En tant que membre de jurys de soutenance de thèses de physique, je constate depuis les quelques dernières années de grosses lacunes en physique de base chez les candidats.

Ces lacunes se manifestent d'une façon flagrante lors de la soutenance des travaux. Cette tendance s'affirme de plus en plus avec le temps. Bien que des fois, les candidats arrivent à montrer une certaine maîtrise technique de leurs sujets, il arrive des fois qu'un(e) candidat(e) échoue complètement dans les réponses à la série de questions sur des généralités en physique relatives à son thème. Vu aussi que les bacheliers orientés vers les sciences exactes ces dernières années au sein des universités du pays ont un niveau scolaire très proche, je suppose que ce problème est assez général touchant toute la formation universitaire en physique à l'échelle nationale. Donc, il y a évidemment un sérieux problème dans la formation en physique dans les cycles de graduation et de post-graduation.

Comme conséquences néfastes de cette situation inquiétante, je cite particulièrement les retombées sur la qualité d'enseignement de la physique générale en graduation et la préparation académique des futurs thésards en physique.
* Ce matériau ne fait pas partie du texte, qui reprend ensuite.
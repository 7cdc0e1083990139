use crate::bus::EventBus;
use crate::engine::Loader;
use crate::types::{DataFrame, DataTarget, RuleError, TargetType};
use async_trait::async_trait;
use std::sync::Arc;
use tracing::debug;

/// 将数据帧字段以 JSON 重新发布到目标主题
#[derive(Debug)]
pub struct TopicLoader {
    bus: Arc<dyn EventBus>,
    topic: String,
}

impl TopicLoader {
    pub fn new(target: &DataTarget, bus: Arc<dyn EventBus>) -> Result<Self, RuleError> {
        let topic = target
            .topic
            .as_deref()
            .filter(|t| !t.is_empty())
            .ok_or_else(|| RuleError::Config("topic target requires 'topic'".to_string()))?;
        Ok(Self {
            bus,
            topic: topic.to_string(),
        })
    }
}

#[async_trait]
impl Loader for TopicLoader {
    fn target_type(&self) -> TargetType {
        TargetType::Topic
    }

    async fn load(&self, frame: &DataFrame) -> Result<(), RuleError> {
        let payload = frame.fields_json()?;
        self.bus
            .publish(&self.topic, payload)
            .await
            .map_err(|e| RuleError::Load(format!("publish to '{}': {}", self.topic, e)))?;
        debug!(topic = %self.topic, frame_id = %frame.id, "frame republished");
        Ok(())
    }
}
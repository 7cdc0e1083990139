use anyhow::Context;
use iot_rule_rs::{api, EngineConfig, RedisBus, RedisRegistry, RuleEngine};
use std::sync::Arc;
use tracing::info;
use tracing_subscriber::EnvFilter;

#[tokio::main]
async fn main() -> anyhow::Result<()> {
    // 初始化日志
    tracing_subscriber::fmt()
        .with_env_filter(EnvFilter::try_from_default_env().unwrap_or_else(|_| EnvFilter::new("info")))
        .init();

    let config = EngineConfig::from_env().context("invalid rule engine configuration")?;
    let http_addr = config.http_addr.clone();

    let bus = RedisBus::connect(&config.redis_url)
        .await
        .context("failed to connect event bus")?;
    let registry = RedisRegistry::connect(&config.redis_url, &config.registry_prefix)
        .await
        .context("failed to connect rule registry")?;

    // 创建规则引擎
    let engine = Arc::new(RuleEngine::new(config, Arc::new(registry), Arc::new(bus)));
    engine.start().await.context("failed to start rule engine")?;
    let recovered = engine.recovery().await.context("rule recovery failed")?;
    info!(recovered, "rules recovered");

    let listener = tokio::net::TcpListener::bind(&http_addr)
        .await
        .with_context(|| format!("failed to bind {}", http_addr))?;
    info!(%http_addr, "REST server starting");
    axum::serve(listener, api::router(engine.clone()))
        .with_graceful_shutdown(wait_for_shutdown())
        .await
        .context("REST server failed")?;

    engine.stop().await;
    Ok(())
}

async fn wait_for_shutdown() {
    #[cfg(unix)]
    {
        use tokio::signal::unix::{signal, SignalKind};
        match signal(SignalKind::terminate()) {
            Ok(mut term) => {
                tokio::select! {
                    _ = tokio::signal::ctrl_c() => {}
                    _ = term.recv() => {}
                }
            }
            Err(_) => {
                let _ = tokio::signal::ctrl_c().await;
            }
        }
    }

    #[cfg(not(unix))]
    {
        let _ = tokio::signal::ctrl_c().await;
    }
    info!("shutdown signal received");
}
use chrono::{DateTime, Utc};
use serde::{Deserialize, Serialize};
use std::fmt;

/// 规则状态
#[derive(Debug, Clone, Copy, PartialEq, Eq, Hash, Default, Serialize, Deserialize)]
#[serde(rename_all = "lowercase")]
pub enum RuleStatus {
    #[default]
    Idle,
    Started,
    Stopped,
}

impl fmt::Display for RuleStatus {
    fn fmt(&self, f: &mut fmt::Formatter<'_>) -> fmt::Result {
        match self {
            RuleStatus::Idle => write!(f, "idle"),
            RuleStatus::Started => write!(f, "started"),
            RuleStatus::Stopped => write!(f, "stopped"),
        }
    }
}

/// 持久化的规则定义, 由注册中心保存, `(product_id, rule_name)` 唯一
#[derive(Debug, Clone, PartialEq, Serialize, Deserialize)]
#[serde(rename_all = "camelCase")]
pub struct RuleDefinition {
    pub product_id: String,
    pub rule_name: String,
    #[serde(default)]
    pub data_format: String,
    #[serde(default)]
    pub description: String,
    pub data_process: DataProcess,
    pub data_target: DataTarget,
    #[serde(default)]
    pub status: RuleStatus,
    #[serde(default = "Utc::now")]
    pub time_created: DateTime<Utc>,
    #[serde(default = "Utc::now")]
    pub time_updated: DateTime<Utc>,
}

impl RuleDefinition {
    pub fn new(
        product_id: &str,
        rule_name: &str,
        data_process: DataProcess,
        data_target: DataTarget,
    ) -> Self {
        let now = Utc::now();
        Self {
            product_id: product_id.to_string(),
            rule_name: rule_name.to_string(),
            data_format: "json".to_string(),
            description: String::new(),
            data_process,
            data_target,
            status: RuleStatus::Idle,
            time_created: now,
            time_updated: now,
        }
    }

    /// 注册中心中的文档键
    pub fn key(&self) -> String {
        rule_key(&self.product_id, &self.rule_name)
    }
}

pub fn rule_key(product_id: &str, rule_name: &str) -> String {
    format!("{}/{}", product_id, rule_name)
}

/// 数据处理配置: 源主题、过滤条件和输出字段
#[derive(Debug, Clone, Default, PartialEq, Serialize, Deserialize)]
#[serde(rename_all = "camelCase")]
pub struct DataProcess {
    #[serde(alias = "sourceTopic")]
    pub topic: String,
    #[serde(default)]
    pub condition: String,
    #[serde(default)]
    pub fields: Vec<String>,
}

impl DataProcess {
    pub fn new(topic: &str, condition: &str, fields: &[&str]) -> Self {
        Self {
            topic: topic.to_string(),
            condition: condition.to_string(),
            fields: fields.iter().map(|f| f.to_string()).collect(),
        }
    }
}

/// 数据目标类型, 未知类型在构建流水线时报配置错误
#[derive(Debug, Clone, Copy, PartialEq, Eq, Hash, Serialize, Deserialize)]
#[serde(rename_all = "lowercase")]
pub enum TargetType {
    Topic,
    Database,
    Webhook,
    #[serde(other)]
    Unsupported,
}

impl fmt::Display for TargetType {
    fn fmt(&self, f: &mut fmt::Formatter<'_>) -> fmt::Result {
        match self {
            TargetType::Topic => write!(f, "topic"),
            TargetType::Database => write!(f, "database"),
            TargetType::Webhook => write!(f, "webhook"),
            TargetType::Unsupported => write!(f, "unsupported"),
        }
    }
}

#[derive(Debug, Clone, PartialEq, Serialize, Deserialize)]
#[serde(rename_all = "camelCase")]
pub struct DataTarget {
    #[serde(rename = "type")]
    pub target_type: TargetType,
    #[serde(default, skip_serializing_if = "Option::is_none")]
    pub topic: Option<String>,
    #[serde(default, skip_serializing_if = "Option::is_none")]
    pub database_host: Option<String>,
    #[serde(default, skip_serializing_if = "Option::is_none")]
    pub database_name: Option<String>,
    #[serde(default, skip_serializing_if = "Option::is_none")]
    pub collection: Option<String>,
    #[serde(default, skip_serializing_if = "Option::is_none")]
    pub username: Option<String>,
    #[serde(default, skip_serializing_if = "Option::is_none")]
    pub password: Option<String>,
    #[serde(default, skip_serializing_if = "Option::is_none")]
    pub url: Option<String>,
}

impl DataTarget {
    pub fn topic(topic: &str) -> Self {
        Self {
            target_type: TargetType::Topic,
            topic: Some(topic.to_string()),
            database_host: None,
            database_name: None,
            collection: None,
            username: None,
            password: None,
            url: None,
        }
    }
}

/// 产品信息, 用于解析租户
#[derive(Debug, Clone, PartialEq, Serialize, Deserialize)]
#[serde(rename_all = "camelCase")]
pub struct Product {
    pub product_id: String,
    pub tenant_id: String,
    #[serde(default)]
    pub name: String,
}

impl Product {
    pub fn new(product_id: &str, tenant_id: &str) -> Self {
        Self {
            product_id: product_id.to_string(),
            tenant_id: tenant_id.to_string(),
            name: String::new(),
        }
    }
}

#[cfg(test)]
mod tests {
    use super::*;
    use serde_json::json;

    #[test]
    fn definition_uses_camel_case_documents() {
        let doc = json!({
            "productId": "p1",
            "ruleName": "r1",
            "dataProcess": { "topic": "t", "condition": "", "fields": ["a", "b"] },
            "dataTarget": { "type": "topic", "topic": "out" },
            "status": "started"
        });
        let rule: RuleDefinition = serde_json::from_value(doc).unwrap();
        assert_eq!(rule.key(), "p1/r1");
        assert_eq!(rule.status, RuleStatus::Started);
        assert_eq!(rule.data_target.target_type, TargetType::Topic);
        assert_eq!(rule.data_process.fields, vec!["a", "b"]);
    }

    #[test]
    fn unknown_target_type_is_unsupported() {
        let target: DataTarget = serde_json::from_value(json!({ "type": "kafka" })).unwrap();
        assert_eq!(target.target_type, TargetType::Unsupported);
    }
}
On peut facilement imaginer quel serait l'apport pédagogique d'un diplômé en physique qui sera recruté comme enseignant présentant des difficultés avec le b.a.-ba de la discipline.

Dans cette contribution, mon objectif prin- cipal est de mettre en évidence quelques raisons que je juge particulièrement responsables de cette situation. Par la même occasion, en me basant sur mon parcours d'ancien thésard et mon expérience professionnelle d'encadreur et examinateur de thèses, je propose quelques idées et démarches afin d'améliorer notre formation universitaire post-graduée en sciences fondamentales.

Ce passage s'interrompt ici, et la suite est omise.